As I was driving to the funeral home this morning to pay my last respects to a dear friend's husband, it occurred to me: Today makes 2 years since I took Bitz on her last walk.

Bitz was starting to fade again after a decent attempt at a rally over her liver infection, and I'd started to accept this was it. Sydney was being particularly high energy that afternoon and Nat didn't want her pestering Bitz, so she decided to take Syd for a walk to wear her down.

A couple minutes after they left I walked down the side hall from the bedroom, toward the closet where we keep the dog's leashes. She was walking up the other side of the L and met me next to the closet, sat down and looked back and forth from me to the doorknob, the way she did when she wanted to go for a walk.

I told her, "No, Puppy Girl, we can't go for a walk. You're too sick," and petted her behind the ears the way she liked. She didn't wag her tail. She looked again and gave me the saddest look I've ever seen. It was as if she was trying to say, "Don't let the last walk we took be the last one we take. I've got one more in me, I know it. Let's go out in style one last time, just the way we used when we didn't know how many walks we had left." Then she raised her foot and pawed at the air.

What else could I do? I suited her up and led her slowly to the door. When we crossed the threshold onto the step she sat down like she always did to wait for me to close and lock the door. The sky was clear and the sunshine was warm on us both.

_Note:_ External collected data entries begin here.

//! The aggregated, render-ready document model

use crate::extract::ContentItem;
use std::collections::HashMap;
use std::path::PathBuf;

/// Title of the placeholder document produced when no page was aggregated
pub const EMPTY_DOCUMENT_TITLE: &str = "Empty document";

/// Anchor id of the document title line
pub const DOCUMENT_TITLE_ID: &str = "document-title";

/// One multi-page guide, organized into chapters
#[derive(Debug, Clone, PartialEq, Default)]
pub struct Document {
    pub title: String,
    pub source_url: String,
    pub chapters: Vec<Chapter>,
    pub toc: Vec<TocEntry>,
    pub page_titles: Vec<PageTitleInfo>,
}

impl Document {
    /// The document returned when nothing was aggregated
    pub fn empty() -> Self {
        Self {
            title: EMPTY_DOCUMENT_TITLE.to_string(),
            ..Self::default()
        }
    }

    pub fn is_empty(&self) -> bool {
        self.chapters.is_empty()
    }

    /// Every content item, chapter content before its sections, in order
    pub fn items(&self) -> impl Iterator<Item = &ContentItem> {
        self.chapters.iter().flat_map(|chapter| {
            chapter
                .content
                .iter()
                .chain(chapter.sections.iter().flat_map(|s| s.content.iter()))
        })
    }

    /// Image URL to local path for every image that has a local copy
    pub fn image_mapping(&self) -> HashMap<String, PathBuf> {
        self.items()
            .filter_map(|item| match item {
                ContentItem::Image {
                    url,
                    local_path: Some(path),
                    ..
                } => Some((url.clone(), path.clone())),
                _ => None,
            })
            .collect()
    }
}

#[derive(Debug, Clone, PartialEq)]
pub struct Chapter {
    pub title: String,
    pub id: String,
    pub content: Vec<ContentItem>,
    pub sections: Vec<Section>,
}

#[derive(Debug, Clone, PartialEq)]
pub struct Section {
    pub title: String,
    pub id: String,
    pub content: Vec<ContentItem>,
}

/// One navigable line of the table of contents
#[derive(Debug, Clone, PartialEq)]
pub struct TocEntry {
    /// Nesting depth, 0 (document title) through 3
    pub level: u8,
    pub title: String,
    pub id: String,
    pub page_number: Option<u32>,
    /// Dotted number such as "2.1" in the chaptered layout
    pub chapter_number: Option<String>,
}

impl TocEntry {
    pub fn new(level: u8, title: impl Into<String>, id: impl Into<String>) -> Self {
        Self {
            level,
            title: title.into(),
            id: id.into(),
            page_number: None,
            chapter_number: None,
        }
    }
}

/// A "page N: title" marker found in a page's text
#[derive(Debug, Clone, PartialEq)]
pub struct PageTitleInfo {
    pub page_number: u32,
    pub title: String,
    /// The full marker text as it appeared on the page
    pub full_title: String,
    pub id: String,
    pub url: String,
}
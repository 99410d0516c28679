//! Markdown rendering of aggregated documents
//!
//! Layout:
//! - `# title` with the document anchor, then the source link
//! - `## Contents` with one indented link per TOC entry, then a rule
//! - `## n. chapter` blocks, each followed by its `### n.m section` blocks
//! - the first "page N: title" line of each page carries that page's anchor
//!
//! Images with a local copy are referenced as `images/<file name>`, relative
//! to the rendered file.

use crate::document::{slugify, Document, TocEntry, DOCUMENT_TITLE_ID};
use crate::extract::ContentItem;
use std::collections::HashMap;
use std::fs;
use std::path::{Path, PathBuf};

/// Directory prefix for local image references
pub const IMAGE_PREFIX: &str = "images";

/// Renders a [`Document`] to markdown text
pub struct Renderer {
    image_paths: HashMap<String, PathBuf>,
}

impl Renderer {
    /// Creates a renderer with a URL to local path mapping for images
    pub fn new(image_paths: HashMap<String, PathBuf>) -> Self {
        Self { image_paths }
    }

    /// Renders the whole document
    pub fn render(&self, document: &Document) -> String {
        let mut md = String::new();

        md.push_str(&format!(
            "# {} <a id=\"{}\"></a>\n\n",
            document.title, DOCUMENT_TITLE_ID
        ));

        if !document.source_url.is_empty() {
            md.push_str(&format!(
                "*Source: [{0}]({0})*\n\n",
                document.source_url
            ));
        }

        let mut page_anchors: HashMap<&str, &str> = document
            .page_titles
            .iter()
            .map(|info| (info.full_title.as_str(), info.id.as_str()))
            .collect();

        if !document.toc.is_empty() {
            md.push_str("## Contents\n\n");
            md.push_str(&render_toc(&document.toc));
            md.push_str("\n---\n\n");
        }

        for (i, chapter) in document.chapters.iter().enumerate() {
            let chapter_number = i + 1;
            md.push_str(&format!(
                "## {}. {} <a id=\"{}\"></a>\n\n",
                chapter_number, chapter.title, chapter.id
            ));
            md.push_str(&self.render_items(&chapter.content, &mut page_anchors));

            for (j, section) in chapter.sections.iter().enumerate() {
                md.push_str(&format!(
                    "### {}.{} {} <a id=\"{}\"></a>\n\n",
                    chapter_number,
                    j + 1,
                    section.title,
                    section.id
                ));
                md.push_str(&self.render_items(&section.content, &mut page_anchors));
            }
        }

        md
    }

    /// Renders a run of items; each page anchor is emitted once
    fn render_items(&self, items: &[ContentItem], page_anchors: &mut HashMap<&str, &str>) -> String {
        let mut md = String::new();
        for item in items {
            let anchor = match item {
                ContentItem::Text { value } => page_anchors.remove(value.trim()),
                _ => None,
            };
            let block = match (anchor, item) {
                (Some(id), ContentItem::Text { value }) => {
                    format!("{} <a id=\"{}\"></a>\n", value, id)
                }
                _ => match self.render_item(item) {
                    Some(block) => block,
                    None => continue,
                },
            };
            md.push_str(&block);
            md.push('\n');
        }
        md
    }

    /// Renders one content item as a block (without the trailing blank line)
    fn render_item(&self, item: &ContentItem) -> Option<String> {
        if item.is_empty() {
            return None;
        }

        let block = match item {
            ContentItem::Text { value } => format!("{}\n", value),

            ContentItem::Image { url, alt, .. } => match self.local_reference(url) {
                Some(local) => format!("![{}]({})\n", alt, local),
                None => format!("![{}]({})\n", alt, url),
            },

            // Chapter and section headings occupy the top two levels
            ContentItem::Heading { value, level } => {
                let marks = "#".repeat((*level as usize + 1).min(6));
                if (3..=4).contains(level) {
                    format!("{} {} <a id=\"{}\"></a>\n", marks, value, slugify(value))
                } else {
                    format!("{} {}\n", marks, value)
                }
            }

            ContentItem::List { items, ordered } => {
                let mut block = String::new();
                for (i, entry) in items.iter().enumerate() {
                    if *ordered {
                        block.push_str(&format!("{}. {}\n", i + 1, entry));
                    } else {
                        block.push_str(&format!("- {}\n", entry));
                    }
                }
                block
            }

            ContentItem::Table { headers, rows } => {
                let columns = headers
                    .len()
                    .max(rows.iter().map(Vec::len).max().unwrap_or(0));
                let mut block = table_row(headers, columns);
                block.push_str(&table_row(&vec!["---".to_string(); columns], columns));
                for row in rows {
                    block.push_str(&table_row(row, columns));
                }
                block
            }

            ContentItem::Code { value, language } => format!(
                "```{}\n{}\n```\n",
                language.as_deref().unwrap_or_default(),
                value
            ),

            ContentItem::Quote { value } => value
                .lines()
                .map(|line| format!("> {}\n", line))
                .collect(),
        };

        Some(block)
    }

    fn local_reference(&self, url: &str) -> Option<String> {
        let path = self.image_paths.get(url)?;
        let name = path.file_name()?.to_string_lossy();
        Some(format!("{}/{}", IMAGE_PREFIX, name))
    }
}

/// Renders a document with the given image mapping
///
/// # Example
///
/// ```
/// use guide_scraper::{render, Document};
/// use std::collections::HashMap;
///
/// let text = render(&Document::empty(), &HashMap::new());
/// assert!(text.starts_with("# Empty document"));
/// ```
pub fn render(document: &Document, image_paths: &HashMap<String, PathBuf>) -> String {
    Renderer::new(image_paths.clone()).render(document)
}

fn render_toc(toc: &[TocEntry]) -> String {
    let mut md = String::new();
    for entry in toc {
        if entry.title.is_empty() || entry.id.is_empty() {
            continue;
        }
        md.push_str(&format!(
            "{}- [{}](#{})\n",
            "  ".repeat(entry.level as usize),
            entry.title,
            entry.id
        ));
    }
    md
}

fn table_row(cells: &[String], columns: usize) -> String {
    let mut padded: Vec<&str> = cells.iter().map(|c| c.as_str()).collect();
    padded.resize(columns, "");
    format!("| {} |\n", padded.join(" | "))
}

/// Writes rendered text to `path`, creating parent directories
///
/// # Returns
///
/// `true` on success; failures are logged, never returned
pub fn save_markdown(text: &str, path: &Path) -> bool {
    if let Some(parent) = path.parent().filter(|p| !p.as_os_str().is_empty()) {
        if let Err(e) = fs::create_dir_all(parent) {
            tracing::error!("Failed to create {}: {}", parent.display(), e);
            return false;
        }
    }

    match fs::write(path, text) {
        Ok(()) => {
            tracing::info!("Markdown saved to {}", path.display());
            true
        }
        Err(e) => {
            tracing::error!("Failed to write {}: {}", path.display(), e);
            false
        }
    }
}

We made our way left, past the couple of houses and to the end of the street. Then we crossed and turned right, walking very slowly and haltingly down to the other end, about 15 houses or so. We saw Nat and Sydney walking away from us when we got near the corner, but we didn't call out or try to catch up. This was our time, the last outing of two partners who had been through hell and back together. We crossed back to our side of the street and, even more slowly, made our way back to the house.

I let her in, and she walked over to her bed in the living room. She was panting, but not out of breath. Just before she laid down for a much-earned rest, she barked. One full, loud, deep throated, "WOOF!"

I knew what she meant, "Thanks!"

No, Baby Girl, thank you for giving me the gift of that one last walk. It was your last gift to me, and I treasure that one like no other. Those 10 minutes are the one good memory I have of the two weeks it took you to wear down and leave me. I can't ever thank you enough for that.